YOUR INSTRUCTIONS: Below are the records; tally the lines in them that include the word "PrinterApi" and reply with the number alone.

SOURCE RECORDS:
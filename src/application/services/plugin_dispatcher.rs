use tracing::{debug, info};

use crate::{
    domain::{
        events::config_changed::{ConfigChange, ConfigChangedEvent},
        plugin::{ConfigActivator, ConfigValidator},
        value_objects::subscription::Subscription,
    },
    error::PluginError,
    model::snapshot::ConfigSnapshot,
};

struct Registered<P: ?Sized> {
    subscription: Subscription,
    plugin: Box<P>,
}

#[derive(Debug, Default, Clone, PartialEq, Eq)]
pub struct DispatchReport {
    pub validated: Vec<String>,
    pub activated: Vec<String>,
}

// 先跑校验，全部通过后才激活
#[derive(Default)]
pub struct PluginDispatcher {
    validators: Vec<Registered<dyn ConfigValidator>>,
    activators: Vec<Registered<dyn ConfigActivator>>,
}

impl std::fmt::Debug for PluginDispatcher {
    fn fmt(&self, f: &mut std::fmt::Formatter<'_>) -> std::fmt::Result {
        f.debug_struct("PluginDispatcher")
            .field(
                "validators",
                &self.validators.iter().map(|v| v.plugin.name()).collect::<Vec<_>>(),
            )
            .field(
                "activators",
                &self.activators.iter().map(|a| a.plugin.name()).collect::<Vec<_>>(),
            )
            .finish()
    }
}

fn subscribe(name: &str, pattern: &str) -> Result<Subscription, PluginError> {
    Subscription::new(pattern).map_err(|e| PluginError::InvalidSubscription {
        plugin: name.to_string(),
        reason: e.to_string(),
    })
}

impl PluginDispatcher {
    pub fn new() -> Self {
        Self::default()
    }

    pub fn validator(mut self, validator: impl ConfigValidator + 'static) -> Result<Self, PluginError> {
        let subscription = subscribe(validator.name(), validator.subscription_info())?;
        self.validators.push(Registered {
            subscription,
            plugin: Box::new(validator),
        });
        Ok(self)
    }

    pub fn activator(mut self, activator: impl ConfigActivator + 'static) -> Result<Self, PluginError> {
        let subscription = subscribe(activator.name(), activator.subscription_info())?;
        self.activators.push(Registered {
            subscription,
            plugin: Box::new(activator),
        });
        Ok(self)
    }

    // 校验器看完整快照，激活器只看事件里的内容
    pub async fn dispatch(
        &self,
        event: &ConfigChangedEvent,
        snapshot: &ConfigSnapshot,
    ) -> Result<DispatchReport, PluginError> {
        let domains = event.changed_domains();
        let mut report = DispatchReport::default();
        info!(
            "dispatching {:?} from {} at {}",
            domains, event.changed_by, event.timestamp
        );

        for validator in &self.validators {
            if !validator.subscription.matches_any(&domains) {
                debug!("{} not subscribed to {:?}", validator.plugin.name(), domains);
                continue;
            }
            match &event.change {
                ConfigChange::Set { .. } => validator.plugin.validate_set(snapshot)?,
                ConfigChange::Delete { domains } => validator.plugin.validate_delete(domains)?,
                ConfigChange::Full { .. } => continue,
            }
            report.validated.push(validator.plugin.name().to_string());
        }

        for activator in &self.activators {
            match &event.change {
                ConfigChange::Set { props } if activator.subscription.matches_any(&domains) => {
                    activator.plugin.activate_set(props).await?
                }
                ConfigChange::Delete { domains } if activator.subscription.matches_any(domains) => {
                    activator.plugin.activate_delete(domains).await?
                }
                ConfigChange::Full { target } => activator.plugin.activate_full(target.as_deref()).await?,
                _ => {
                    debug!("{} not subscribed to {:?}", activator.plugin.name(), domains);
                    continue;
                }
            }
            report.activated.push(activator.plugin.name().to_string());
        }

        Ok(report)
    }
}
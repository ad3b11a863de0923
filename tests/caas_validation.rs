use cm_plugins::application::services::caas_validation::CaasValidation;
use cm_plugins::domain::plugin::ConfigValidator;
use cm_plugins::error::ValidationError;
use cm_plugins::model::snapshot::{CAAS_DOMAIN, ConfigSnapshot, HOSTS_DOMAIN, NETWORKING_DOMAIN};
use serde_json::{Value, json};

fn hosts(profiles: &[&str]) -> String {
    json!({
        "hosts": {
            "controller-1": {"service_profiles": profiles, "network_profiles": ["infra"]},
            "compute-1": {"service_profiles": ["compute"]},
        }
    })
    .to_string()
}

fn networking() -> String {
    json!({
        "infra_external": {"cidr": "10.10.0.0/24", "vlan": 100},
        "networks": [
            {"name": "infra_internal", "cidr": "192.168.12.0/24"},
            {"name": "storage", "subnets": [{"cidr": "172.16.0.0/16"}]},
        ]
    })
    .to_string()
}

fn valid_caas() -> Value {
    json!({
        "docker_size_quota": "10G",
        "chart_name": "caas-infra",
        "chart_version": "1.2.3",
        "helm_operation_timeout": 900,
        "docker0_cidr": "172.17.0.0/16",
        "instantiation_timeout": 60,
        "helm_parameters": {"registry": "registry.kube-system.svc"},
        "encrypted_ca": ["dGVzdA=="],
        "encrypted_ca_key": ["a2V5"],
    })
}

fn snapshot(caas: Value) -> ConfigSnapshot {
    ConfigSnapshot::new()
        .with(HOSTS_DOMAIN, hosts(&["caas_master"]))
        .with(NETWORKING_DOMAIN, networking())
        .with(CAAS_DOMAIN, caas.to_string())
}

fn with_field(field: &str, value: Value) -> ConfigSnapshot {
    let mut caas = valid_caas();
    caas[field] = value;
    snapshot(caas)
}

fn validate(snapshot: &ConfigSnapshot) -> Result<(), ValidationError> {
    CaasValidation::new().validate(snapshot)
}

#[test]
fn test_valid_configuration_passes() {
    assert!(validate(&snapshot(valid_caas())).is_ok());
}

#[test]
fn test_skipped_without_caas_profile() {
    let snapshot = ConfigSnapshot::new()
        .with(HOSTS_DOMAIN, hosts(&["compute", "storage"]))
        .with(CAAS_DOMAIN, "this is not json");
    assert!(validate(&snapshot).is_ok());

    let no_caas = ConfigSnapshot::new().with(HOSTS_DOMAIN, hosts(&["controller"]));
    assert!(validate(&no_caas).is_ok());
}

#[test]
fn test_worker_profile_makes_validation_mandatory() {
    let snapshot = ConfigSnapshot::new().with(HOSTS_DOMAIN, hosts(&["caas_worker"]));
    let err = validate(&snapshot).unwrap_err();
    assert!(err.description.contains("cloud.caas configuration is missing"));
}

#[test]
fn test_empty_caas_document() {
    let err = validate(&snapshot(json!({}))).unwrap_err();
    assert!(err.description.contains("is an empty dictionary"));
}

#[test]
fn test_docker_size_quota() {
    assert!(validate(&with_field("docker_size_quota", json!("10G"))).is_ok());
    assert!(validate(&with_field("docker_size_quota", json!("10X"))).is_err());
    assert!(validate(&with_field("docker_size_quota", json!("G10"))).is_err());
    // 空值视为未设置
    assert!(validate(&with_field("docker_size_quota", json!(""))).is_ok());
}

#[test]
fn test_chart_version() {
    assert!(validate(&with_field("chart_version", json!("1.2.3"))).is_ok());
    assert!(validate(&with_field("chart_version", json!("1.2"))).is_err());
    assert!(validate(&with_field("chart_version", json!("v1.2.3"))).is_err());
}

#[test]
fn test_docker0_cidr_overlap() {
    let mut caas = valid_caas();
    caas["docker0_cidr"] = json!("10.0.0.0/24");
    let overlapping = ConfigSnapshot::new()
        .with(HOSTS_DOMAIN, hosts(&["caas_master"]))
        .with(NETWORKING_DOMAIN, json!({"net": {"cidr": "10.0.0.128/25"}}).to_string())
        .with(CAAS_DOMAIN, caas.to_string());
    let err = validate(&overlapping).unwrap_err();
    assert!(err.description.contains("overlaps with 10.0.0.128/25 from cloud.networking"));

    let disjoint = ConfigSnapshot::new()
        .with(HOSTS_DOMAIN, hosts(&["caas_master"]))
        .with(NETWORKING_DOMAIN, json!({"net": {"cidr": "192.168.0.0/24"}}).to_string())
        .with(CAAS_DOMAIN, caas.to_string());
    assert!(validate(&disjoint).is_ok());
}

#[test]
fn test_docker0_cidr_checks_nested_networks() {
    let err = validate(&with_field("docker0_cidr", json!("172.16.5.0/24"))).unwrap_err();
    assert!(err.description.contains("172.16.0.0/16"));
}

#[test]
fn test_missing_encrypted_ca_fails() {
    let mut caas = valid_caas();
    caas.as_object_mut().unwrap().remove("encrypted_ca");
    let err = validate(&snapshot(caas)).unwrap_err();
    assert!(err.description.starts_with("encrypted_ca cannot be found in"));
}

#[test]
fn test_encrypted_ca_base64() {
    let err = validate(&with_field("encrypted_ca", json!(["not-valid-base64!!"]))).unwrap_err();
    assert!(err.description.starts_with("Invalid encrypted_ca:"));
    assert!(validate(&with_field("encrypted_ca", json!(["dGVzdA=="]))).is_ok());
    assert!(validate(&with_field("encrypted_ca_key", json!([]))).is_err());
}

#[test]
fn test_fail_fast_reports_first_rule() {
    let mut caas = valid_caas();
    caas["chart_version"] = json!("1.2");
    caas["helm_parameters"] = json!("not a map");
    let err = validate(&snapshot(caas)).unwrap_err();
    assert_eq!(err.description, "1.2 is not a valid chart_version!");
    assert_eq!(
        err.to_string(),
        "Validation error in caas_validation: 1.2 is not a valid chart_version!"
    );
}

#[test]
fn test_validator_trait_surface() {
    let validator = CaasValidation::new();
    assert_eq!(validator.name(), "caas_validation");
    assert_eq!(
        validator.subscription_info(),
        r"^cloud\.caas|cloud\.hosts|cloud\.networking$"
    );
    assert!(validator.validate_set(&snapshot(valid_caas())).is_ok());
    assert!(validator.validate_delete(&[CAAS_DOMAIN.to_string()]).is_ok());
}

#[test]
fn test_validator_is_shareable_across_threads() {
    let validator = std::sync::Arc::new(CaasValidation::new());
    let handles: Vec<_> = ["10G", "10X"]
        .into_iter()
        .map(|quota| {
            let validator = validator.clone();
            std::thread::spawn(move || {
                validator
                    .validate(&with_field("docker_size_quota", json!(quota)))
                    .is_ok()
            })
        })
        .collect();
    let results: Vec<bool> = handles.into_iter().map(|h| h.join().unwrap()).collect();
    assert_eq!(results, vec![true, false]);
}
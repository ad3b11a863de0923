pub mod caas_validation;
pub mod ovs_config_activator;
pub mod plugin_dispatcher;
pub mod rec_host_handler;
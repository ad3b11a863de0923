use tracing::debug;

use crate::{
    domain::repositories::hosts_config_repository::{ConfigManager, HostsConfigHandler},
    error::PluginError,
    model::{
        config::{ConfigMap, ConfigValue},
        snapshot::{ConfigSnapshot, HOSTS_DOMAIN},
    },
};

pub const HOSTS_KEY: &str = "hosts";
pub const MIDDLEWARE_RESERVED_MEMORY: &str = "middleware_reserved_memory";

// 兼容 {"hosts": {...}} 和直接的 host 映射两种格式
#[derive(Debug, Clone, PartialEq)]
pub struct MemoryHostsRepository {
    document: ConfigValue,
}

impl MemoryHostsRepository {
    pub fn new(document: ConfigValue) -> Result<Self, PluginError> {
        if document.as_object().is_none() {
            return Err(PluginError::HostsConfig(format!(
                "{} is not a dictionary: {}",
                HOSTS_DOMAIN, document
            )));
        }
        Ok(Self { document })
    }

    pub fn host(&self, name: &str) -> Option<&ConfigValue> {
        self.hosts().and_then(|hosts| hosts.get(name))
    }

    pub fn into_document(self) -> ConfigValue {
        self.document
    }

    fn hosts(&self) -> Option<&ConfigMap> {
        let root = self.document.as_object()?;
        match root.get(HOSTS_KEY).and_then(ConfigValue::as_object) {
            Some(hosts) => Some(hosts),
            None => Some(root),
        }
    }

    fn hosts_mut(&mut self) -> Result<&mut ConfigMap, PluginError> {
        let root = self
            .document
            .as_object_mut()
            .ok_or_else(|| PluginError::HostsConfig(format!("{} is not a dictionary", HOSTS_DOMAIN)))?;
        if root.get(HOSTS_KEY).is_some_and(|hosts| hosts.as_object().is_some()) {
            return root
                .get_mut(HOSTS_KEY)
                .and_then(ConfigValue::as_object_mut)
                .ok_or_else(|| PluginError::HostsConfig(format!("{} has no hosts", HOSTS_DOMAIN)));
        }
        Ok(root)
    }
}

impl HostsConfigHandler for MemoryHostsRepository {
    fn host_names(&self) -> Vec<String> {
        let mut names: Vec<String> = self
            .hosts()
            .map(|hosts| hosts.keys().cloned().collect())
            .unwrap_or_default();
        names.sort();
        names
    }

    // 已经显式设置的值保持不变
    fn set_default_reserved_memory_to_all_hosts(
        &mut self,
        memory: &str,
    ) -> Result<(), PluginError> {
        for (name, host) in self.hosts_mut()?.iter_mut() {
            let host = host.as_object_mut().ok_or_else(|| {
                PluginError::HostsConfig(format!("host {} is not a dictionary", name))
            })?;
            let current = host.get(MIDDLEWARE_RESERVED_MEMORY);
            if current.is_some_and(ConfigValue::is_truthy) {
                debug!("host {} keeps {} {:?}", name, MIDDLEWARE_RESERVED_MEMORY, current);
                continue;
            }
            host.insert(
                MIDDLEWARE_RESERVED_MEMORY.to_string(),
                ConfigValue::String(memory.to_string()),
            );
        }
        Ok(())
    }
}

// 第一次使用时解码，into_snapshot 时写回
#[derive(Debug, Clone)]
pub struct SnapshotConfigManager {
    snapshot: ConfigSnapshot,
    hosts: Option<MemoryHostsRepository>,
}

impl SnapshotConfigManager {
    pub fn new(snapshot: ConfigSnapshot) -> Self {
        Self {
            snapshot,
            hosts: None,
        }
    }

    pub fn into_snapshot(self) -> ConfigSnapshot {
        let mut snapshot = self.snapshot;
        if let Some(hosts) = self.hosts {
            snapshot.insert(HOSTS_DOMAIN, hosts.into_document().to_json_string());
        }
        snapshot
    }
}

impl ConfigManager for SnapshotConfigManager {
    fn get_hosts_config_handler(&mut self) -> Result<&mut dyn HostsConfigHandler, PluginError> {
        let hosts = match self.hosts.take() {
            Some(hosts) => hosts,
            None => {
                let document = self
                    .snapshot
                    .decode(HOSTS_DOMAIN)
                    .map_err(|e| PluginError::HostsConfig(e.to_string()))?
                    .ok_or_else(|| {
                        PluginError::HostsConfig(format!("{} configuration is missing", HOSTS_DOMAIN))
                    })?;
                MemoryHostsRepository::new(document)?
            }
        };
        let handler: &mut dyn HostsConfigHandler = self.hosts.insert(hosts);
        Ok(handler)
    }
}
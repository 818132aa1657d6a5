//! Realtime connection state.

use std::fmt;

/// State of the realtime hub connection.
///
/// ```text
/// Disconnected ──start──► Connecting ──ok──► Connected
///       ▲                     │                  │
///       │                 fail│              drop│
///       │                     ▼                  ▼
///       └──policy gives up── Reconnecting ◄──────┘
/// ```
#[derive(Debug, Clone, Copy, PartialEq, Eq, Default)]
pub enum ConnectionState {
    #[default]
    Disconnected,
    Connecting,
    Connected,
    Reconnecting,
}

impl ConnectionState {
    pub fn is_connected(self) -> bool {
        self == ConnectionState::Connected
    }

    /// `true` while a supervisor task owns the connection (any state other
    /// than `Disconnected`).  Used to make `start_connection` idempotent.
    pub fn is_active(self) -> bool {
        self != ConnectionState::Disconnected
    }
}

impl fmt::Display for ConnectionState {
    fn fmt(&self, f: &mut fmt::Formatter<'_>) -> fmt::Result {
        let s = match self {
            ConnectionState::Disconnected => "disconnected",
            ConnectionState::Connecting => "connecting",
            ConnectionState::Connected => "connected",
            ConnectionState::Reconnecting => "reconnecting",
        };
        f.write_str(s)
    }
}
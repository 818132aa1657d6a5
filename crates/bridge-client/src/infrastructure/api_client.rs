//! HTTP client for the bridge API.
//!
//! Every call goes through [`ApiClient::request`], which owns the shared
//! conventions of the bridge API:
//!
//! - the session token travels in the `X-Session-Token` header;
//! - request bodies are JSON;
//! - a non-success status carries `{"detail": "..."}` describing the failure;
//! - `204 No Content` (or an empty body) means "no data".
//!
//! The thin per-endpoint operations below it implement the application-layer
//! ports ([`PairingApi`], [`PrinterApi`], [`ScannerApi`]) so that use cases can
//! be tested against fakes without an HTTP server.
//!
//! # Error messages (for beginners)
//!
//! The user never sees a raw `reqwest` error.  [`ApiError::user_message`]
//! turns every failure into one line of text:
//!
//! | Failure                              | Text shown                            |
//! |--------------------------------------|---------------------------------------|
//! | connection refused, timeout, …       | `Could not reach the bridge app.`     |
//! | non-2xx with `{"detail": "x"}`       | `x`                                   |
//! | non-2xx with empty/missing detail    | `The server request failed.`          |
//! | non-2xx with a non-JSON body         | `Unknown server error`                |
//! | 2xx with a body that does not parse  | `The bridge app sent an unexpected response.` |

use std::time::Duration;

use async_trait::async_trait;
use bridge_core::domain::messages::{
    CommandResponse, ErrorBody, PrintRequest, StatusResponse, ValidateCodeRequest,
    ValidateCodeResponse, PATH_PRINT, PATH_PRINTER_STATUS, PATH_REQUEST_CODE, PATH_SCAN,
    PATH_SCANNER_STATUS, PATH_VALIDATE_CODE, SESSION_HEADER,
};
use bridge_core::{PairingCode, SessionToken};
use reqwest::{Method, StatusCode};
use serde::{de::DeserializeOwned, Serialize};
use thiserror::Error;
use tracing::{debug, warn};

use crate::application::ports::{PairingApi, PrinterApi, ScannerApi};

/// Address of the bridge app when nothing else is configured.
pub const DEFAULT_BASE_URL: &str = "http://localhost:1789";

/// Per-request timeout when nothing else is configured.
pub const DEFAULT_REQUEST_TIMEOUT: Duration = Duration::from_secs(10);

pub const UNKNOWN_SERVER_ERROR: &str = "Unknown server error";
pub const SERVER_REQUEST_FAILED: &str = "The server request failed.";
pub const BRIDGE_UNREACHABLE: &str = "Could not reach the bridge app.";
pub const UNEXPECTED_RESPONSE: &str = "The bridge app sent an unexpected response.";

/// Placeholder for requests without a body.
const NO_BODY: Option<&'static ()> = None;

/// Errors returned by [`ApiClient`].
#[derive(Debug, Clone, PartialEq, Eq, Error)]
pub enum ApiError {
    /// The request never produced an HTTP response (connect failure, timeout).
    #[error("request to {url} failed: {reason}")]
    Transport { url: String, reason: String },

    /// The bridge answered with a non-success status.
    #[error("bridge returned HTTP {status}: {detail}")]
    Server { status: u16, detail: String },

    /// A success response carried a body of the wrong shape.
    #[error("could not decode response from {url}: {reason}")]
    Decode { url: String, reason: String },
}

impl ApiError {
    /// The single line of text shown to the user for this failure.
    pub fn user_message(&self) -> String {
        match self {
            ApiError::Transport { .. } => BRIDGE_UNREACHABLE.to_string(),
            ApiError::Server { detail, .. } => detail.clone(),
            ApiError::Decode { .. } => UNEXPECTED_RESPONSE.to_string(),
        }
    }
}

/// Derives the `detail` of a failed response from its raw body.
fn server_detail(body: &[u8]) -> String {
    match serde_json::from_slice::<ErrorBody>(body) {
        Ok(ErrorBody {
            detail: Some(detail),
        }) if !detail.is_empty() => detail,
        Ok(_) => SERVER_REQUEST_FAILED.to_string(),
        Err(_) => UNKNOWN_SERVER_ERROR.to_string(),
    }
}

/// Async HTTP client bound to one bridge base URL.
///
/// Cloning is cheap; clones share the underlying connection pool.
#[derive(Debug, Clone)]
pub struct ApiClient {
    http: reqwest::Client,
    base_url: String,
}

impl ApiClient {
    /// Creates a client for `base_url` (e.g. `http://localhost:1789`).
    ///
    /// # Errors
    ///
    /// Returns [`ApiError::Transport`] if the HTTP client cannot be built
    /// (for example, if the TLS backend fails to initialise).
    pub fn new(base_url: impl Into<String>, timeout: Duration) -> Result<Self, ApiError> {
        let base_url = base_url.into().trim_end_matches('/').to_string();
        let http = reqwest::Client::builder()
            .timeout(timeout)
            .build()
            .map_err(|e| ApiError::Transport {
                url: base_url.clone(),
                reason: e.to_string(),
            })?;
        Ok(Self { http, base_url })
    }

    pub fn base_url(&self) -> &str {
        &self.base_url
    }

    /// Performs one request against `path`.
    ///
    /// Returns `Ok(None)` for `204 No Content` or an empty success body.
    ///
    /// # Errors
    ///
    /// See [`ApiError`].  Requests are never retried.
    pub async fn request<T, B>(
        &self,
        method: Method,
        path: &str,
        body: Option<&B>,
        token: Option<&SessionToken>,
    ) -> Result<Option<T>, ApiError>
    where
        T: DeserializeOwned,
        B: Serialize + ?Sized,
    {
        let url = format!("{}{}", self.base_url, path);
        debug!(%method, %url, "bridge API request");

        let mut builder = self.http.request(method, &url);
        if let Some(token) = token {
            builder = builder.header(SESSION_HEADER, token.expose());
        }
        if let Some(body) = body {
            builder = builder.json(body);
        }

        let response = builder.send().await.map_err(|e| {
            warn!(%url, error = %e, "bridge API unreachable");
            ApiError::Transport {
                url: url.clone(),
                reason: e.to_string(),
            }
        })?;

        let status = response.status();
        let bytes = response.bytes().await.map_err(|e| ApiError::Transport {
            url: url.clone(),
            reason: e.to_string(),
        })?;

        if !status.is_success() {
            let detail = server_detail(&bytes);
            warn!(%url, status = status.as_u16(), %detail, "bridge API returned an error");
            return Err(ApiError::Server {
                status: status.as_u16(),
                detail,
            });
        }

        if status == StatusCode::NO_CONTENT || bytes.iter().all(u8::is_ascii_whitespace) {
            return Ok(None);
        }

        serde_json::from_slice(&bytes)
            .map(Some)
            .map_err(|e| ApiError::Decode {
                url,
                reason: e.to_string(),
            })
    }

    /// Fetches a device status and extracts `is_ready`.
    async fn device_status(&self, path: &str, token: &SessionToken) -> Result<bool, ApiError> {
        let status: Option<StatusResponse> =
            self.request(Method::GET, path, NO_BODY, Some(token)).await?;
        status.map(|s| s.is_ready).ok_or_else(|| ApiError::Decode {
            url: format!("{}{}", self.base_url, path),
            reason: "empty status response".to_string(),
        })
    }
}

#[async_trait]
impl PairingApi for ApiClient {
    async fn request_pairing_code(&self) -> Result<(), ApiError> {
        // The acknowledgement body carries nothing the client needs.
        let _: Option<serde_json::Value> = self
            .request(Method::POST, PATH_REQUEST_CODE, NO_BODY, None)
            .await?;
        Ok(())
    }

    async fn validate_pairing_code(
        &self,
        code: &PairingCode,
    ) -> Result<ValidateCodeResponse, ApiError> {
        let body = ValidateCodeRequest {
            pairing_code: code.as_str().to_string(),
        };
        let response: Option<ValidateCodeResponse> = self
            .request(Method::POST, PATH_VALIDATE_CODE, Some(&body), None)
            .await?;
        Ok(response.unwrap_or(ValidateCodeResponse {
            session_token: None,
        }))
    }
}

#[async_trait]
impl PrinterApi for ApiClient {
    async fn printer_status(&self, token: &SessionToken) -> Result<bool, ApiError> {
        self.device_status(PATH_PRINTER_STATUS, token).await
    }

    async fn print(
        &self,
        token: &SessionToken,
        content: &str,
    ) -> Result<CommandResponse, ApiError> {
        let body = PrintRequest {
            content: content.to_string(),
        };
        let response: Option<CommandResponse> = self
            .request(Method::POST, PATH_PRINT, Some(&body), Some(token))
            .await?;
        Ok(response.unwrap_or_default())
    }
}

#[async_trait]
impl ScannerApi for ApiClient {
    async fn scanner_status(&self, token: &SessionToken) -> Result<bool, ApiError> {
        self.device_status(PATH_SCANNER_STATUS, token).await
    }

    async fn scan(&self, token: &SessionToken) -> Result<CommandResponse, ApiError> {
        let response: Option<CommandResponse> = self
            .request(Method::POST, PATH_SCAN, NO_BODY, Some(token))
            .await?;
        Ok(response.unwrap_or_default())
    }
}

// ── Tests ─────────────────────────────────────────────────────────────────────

REPLY TO THE EXERCISE: 3